Output the data below exactly, down to the last character.
-*-*-
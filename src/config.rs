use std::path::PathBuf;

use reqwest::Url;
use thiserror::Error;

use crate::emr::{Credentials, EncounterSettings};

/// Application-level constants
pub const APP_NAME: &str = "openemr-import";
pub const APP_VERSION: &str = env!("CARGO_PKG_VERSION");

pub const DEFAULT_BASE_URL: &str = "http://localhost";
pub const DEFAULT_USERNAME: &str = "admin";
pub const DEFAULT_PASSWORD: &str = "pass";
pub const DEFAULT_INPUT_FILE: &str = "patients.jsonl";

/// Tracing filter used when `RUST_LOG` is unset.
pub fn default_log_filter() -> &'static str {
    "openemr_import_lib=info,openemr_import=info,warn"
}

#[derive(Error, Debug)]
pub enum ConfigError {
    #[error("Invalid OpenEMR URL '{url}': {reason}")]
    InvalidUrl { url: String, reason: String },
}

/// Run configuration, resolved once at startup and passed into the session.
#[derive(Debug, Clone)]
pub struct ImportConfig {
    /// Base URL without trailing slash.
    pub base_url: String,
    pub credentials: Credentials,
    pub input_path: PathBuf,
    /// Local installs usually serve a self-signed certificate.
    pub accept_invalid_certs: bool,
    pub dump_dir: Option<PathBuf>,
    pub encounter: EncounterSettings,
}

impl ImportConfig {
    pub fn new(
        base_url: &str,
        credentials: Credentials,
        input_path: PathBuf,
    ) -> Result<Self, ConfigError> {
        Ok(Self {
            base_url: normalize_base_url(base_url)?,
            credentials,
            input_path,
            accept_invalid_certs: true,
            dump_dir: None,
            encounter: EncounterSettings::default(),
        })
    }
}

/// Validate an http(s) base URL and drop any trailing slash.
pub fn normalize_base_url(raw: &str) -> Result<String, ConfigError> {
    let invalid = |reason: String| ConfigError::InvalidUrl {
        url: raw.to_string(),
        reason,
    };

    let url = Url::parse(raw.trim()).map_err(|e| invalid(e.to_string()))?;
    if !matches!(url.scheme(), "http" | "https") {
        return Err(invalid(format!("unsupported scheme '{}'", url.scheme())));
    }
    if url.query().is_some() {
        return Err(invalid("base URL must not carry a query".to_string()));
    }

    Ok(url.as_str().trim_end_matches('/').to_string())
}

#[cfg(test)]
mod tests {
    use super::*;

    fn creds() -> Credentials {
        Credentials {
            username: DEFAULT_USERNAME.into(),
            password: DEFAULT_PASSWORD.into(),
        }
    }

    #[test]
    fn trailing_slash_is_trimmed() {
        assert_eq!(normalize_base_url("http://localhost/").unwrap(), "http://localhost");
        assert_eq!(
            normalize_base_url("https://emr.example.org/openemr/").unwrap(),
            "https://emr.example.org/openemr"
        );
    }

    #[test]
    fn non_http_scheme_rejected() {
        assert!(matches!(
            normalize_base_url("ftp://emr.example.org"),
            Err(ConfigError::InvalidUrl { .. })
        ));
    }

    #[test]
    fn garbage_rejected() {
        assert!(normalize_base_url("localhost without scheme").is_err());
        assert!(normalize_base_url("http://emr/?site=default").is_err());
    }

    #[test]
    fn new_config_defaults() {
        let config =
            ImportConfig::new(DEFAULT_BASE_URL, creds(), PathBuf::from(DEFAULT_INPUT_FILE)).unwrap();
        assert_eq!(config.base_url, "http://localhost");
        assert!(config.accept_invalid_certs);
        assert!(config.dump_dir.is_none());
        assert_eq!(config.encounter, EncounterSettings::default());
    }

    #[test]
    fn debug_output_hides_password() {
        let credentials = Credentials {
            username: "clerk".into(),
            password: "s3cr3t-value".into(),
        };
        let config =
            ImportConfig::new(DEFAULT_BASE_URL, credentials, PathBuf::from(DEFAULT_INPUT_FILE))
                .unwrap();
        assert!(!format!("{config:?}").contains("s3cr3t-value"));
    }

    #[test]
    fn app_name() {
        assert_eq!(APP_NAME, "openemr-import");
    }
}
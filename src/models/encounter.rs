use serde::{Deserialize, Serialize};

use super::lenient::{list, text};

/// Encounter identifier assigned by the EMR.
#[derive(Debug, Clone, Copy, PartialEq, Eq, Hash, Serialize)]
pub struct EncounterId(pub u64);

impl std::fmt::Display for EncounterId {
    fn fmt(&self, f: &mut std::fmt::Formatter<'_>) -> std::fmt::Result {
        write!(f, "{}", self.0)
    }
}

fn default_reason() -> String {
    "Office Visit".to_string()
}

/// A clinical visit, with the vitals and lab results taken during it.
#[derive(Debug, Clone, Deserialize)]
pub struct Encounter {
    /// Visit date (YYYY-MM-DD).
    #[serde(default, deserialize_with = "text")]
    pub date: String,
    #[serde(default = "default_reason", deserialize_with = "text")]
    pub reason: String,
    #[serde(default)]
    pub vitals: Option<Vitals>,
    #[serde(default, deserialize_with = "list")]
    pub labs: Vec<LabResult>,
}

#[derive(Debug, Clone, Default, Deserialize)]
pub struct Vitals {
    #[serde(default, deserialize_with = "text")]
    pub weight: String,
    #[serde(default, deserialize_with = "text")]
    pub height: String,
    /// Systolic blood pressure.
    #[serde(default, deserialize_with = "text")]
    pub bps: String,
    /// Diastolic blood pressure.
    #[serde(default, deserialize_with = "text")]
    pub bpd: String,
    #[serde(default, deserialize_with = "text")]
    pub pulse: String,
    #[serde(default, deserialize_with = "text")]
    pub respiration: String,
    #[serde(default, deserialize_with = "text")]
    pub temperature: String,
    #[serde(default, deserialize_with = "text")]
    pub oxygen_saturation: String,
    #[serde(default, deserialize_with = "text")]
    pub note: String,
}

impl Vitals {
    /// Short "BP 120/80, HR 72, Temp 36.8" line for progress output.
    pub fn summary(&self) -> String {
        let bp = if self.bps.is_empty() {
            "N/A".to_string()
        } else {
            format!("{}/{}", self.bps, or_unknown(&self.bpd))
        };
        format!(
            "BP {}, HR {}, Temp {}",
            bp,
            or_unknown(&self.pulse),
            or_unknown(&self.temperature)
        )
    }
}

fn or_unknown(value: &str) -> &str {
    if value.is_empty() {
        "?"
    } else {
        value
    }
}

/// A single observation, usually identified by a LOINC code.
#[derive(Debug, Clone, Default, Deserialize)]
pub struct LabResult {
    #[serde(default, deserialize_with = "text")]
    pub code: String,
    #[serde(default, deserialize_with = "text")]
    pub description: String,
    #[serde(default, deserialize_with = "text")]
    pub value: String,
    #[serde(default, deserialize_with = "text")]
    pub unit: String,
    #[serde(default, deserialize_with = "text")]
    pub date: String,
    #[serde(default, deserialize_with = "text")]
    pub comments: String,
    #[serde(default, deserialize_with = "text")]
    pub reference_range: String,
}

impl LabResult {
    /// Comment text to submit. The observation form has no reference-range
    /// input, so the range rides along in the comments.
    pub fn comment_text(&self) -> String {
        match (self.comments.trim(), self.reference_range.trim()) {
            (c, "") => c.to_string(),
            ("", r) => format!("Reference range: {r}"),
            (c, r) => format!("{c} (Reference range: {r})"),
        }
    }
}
-*-*-
WRITTEN SOLUTION
filename src/config.rs
use std::path::PathBuf;

use reqwest::Url;
use thiserror::Error;

use crate::emr::{Credentials, EncounterSettings};

/// Application-level constants
pub const APP_NAME: &str = "openemr-import";
pub const APP_VERSION: &str = env!("CARGO_PKG_VERSION");

pub const DEFAULT_BASE_URL: &str = "http://localhost";
pub const DEFAULT_USERNAME: &str = "admin";
pub const DEFAULT_PASSWORD: &str = "pass";
pub const DEFAULT_INPUT_FILE: &str = "patients.jsonl";

/// Tracing filter used when `RUST_LOG` is unset.
pub fn default_log_filter() -> &'static str {
    "openemr_import_lib=info,openemr_import=info,warn"
}

#[derive(Error, Debug)]
pub enum ConfigError {
    #[error("Invalid OpenEMR URL '{url}': {reason}")]
    InvalidUrl { url: String, reason: String },
}

/// Run configuration, resolved once at startup and passed into the session.
#[derive(Debug, Clone)]
pub struct ImportConfig {
    /// Base URL without trailing slash.
    pub base_url: String,
    pub credentials: Credentials,
    pub input_path: PathBuf,
    /// Local installs usually serve a self-signed certificate.
    pub accept_invalid_certs: bool,
    pub dump_dir: Option<PathBuf>,
    pub encounter: EncounterSettings,
}

impl ImportConfig {
    pub fn new(
        base_url: &str,
        credentials: Credentials,
        input_path: PathBuf,
    ) -> Result<Self, ConfigError> {
        Ok(Self {
            base_url: normalize_base_url(base_url)?,
            credentials,
            input_path,
            accept_invalid_certs: true,
            dump_dir: None,
            encounter: EncounterSettings::default(),
        })
    }
}

/// Validate an http(s) base URL and drop any trailing slash.
pub fn normalize_base_url(raw: &str) -> Result<String, ConfigError> {
    let invalid = |reason: String| ConfigError::InvalidUrl {
        url: raw.to_string(),
        reason,
    };

    let url = Url::parse(raw.trim()).map_err(|e| invalid(e.to_string()))?;
    if !matches!(url.scheme(), "http" | "https") {
        return Err(invalid(format!("unsupported scheme '{}'", url.scheme())));
    }
    if url.query().is_some() {
        return Err(invalid("base URL must not carry a query".to_string()));
    }

    Ok(url.as_str().trim_end_matches('/').to_string())
}

#[cfg(test)]
mod tests {
    use super::*;

    fn creds() -> Credentials {
        Credentials {
            username: DEFAULT_USERNAME.into(),
            password: DEFAULT_PASSWORD.into(),
        }
    }

    #[test]
    fn trailing_slash_is_trimmed() {
        assert_eq!(normalize_base_url("http://localhost/").unwrap(), "http://localhost");
        assert_eq!(
            normalize_base_url("https://emr.example.org/openemr/").unwrap(),
            "https://emr.example.org/openemr"
        );
    }

    #[test]
    fn non_http_scheme_rejected() {
        assert!(matches!(
            normalize_base_url("ftp://emr.example.org"),
            Err(ConfigError::InvalidUrl { .. })
        ));
    }

    #[test]
    fn garbage_rejected() {
        assert!(normalize_base_url("localhost without scheme").is_err());
        assert!(normalize_base_url("http://emr/?site=default").is_err());
    }

    #[test]
    fn new_config_defaults() {
        let config =
            ImportConfig::new(DEFAULT_BASE_URL, creds(), PathBuf::from(DEFAULT_INPUT_FILE)).unwrap();
        assert_eq!(config.base_url, "http://localhost");
        assert!(config.accept_invalid_certs);
        assert!(config.dump_dir.is_none());
        assert_eq!(config.encounter, EncounterSettings::default());
    }

    #[test]
    fn debug_output_hides_password() {
        let credentials = Credentials {
            username: "clerk".into(),
            password: "s3cr3t-value".into(),
        };
        let config =
            ImportConfig::new(DEFAULT_BASE_URL, credentials, PathBuf::from(DEFAULT_INPUT_FILE))
                .unwrap();
        assert!(!format!("{config:?}").contains("s3cr3t-value"));
    }

    #[test]
    fn app_name() {
        assert_eq!(APP_NAME, "openemr-import");
    }
}
filename src/models/encounter.rs
use serde::{Deserialize, Serialize};

use super::lenient::{list, text};

/// Encounter identifier assigned by the EMR.
#[derive(Debug, Clone, Copy, PartialEq, Eq, Hash, Serialize)]
pub struct EncounterId(pub u64);

impl std::fmt::Display for EncounterId {
    fn fmt(&self, f: &mut std::fmt::Formatter<'_>) -> std::fmt::Result {
        write!(f, "{}", self.0)
    }
}

fn default_reason() -> String {
    "Office Visit".to_string()
}

/// A clinical visit, with the vitals and lab results taken during it.
#[derive(Debug, Clone, Deserialize)]
pub struct Encounter {
    /// Visit date (YYYY-MM-DD).
    #[serde(default, deserialize_with = "text")]
    pub date: String,
    #[serde(default = "default_reason", deserialize_with = "text")]
    pub reason: String,
    #[serde(default)]
    pub vitals: Option<Vitals>,
    #[serde(default, deserialize_with = "list")]
    pub labs: Vec<LabResult>,
}

#[derive(Debug, Clone, Default, Deserialize)]
pub struct Vitals {
    #[serde(default, deserialize_with = "text")]
    pub weight: String,
    #[serde(default, deserialize_with = "text")]
    pub height: String,
    /// Systolic blood pressure.
    #[serde(default, deserialize_with = "text")]
    pub bps: String,
    /// Diastolic blood pressure.
    #[serde(default, deserialize_with = "text")]
    pub bpd: String,
    #[serde(default, deserialize_with = "text")]
    pub pulse: String,
    #[serde(default, deserialize_with = "text")]
    pub respiration: String,
    #[serde(default, deserialize_with = "text")]
    pub temperature: String,
    #[serde(default, deserialize_with = "text")]
    pub oxygen_saturation: String,
    #[serde(default, deserialize_with = "text")]
    pub note: String,
}

impl Vitals {
    /// Short "BP 120/80, HR 72, Temp 36.8" line for progress output.
    pub fn summary(&self) -> String {
        let bp = if self.bps.is_empty() {
            "N/A".to_string()
        } else {
            format!("{}/{}", self.bps, or_unknown(&self.bpd))
        };
        format!(
            "BP {}, HR {}, Temp {}",
            bp,
            or_unknown(&self.pulse),
            or_unknown(&self.temperature)
        )
    }
}

fn or_unknown(value: &str) -> &str {
    if value.is_empty() {
        "?"
    } else {
        value
    }
}

/// A single observation, usually identified by a LOINC code.
#[derive(Debug, Clone, Default, Deserialize)]
pub struct LabResult {
    #[serde(default, deserialize_with = "text")]
    pub code: String,
    #[serde(default, deserialize_with = "text")]
    pub description: String,
    #[serde(default, deserialize_with = "text")]
    pub value: String,
    #[serde(default, deserialize_with = "text")]
    pub unit: String,
    #[serde(default, deserialize_with = "text")]
    pub date: String,
    #[serde(default, deserialize_with = "text")]
    pub comments: String,
    #[serde(default, deserialize_with = "text")]
    pub reference_range: String,
}

impl LabResult {
    /// Comment text to submit. The observation form has no reference-range
    /// input, so the range rides along in the comments.
    pub fn comment_text(&self) -> String {
        match (self.comments.trim(), self.reference_range.trim()) {
            (c, "") => c.to_string(),
            ("", r) => format!("Reference range: {r}"),
            (c, r) => format!("{c} (Reference range: {r})"),
        }
    }
}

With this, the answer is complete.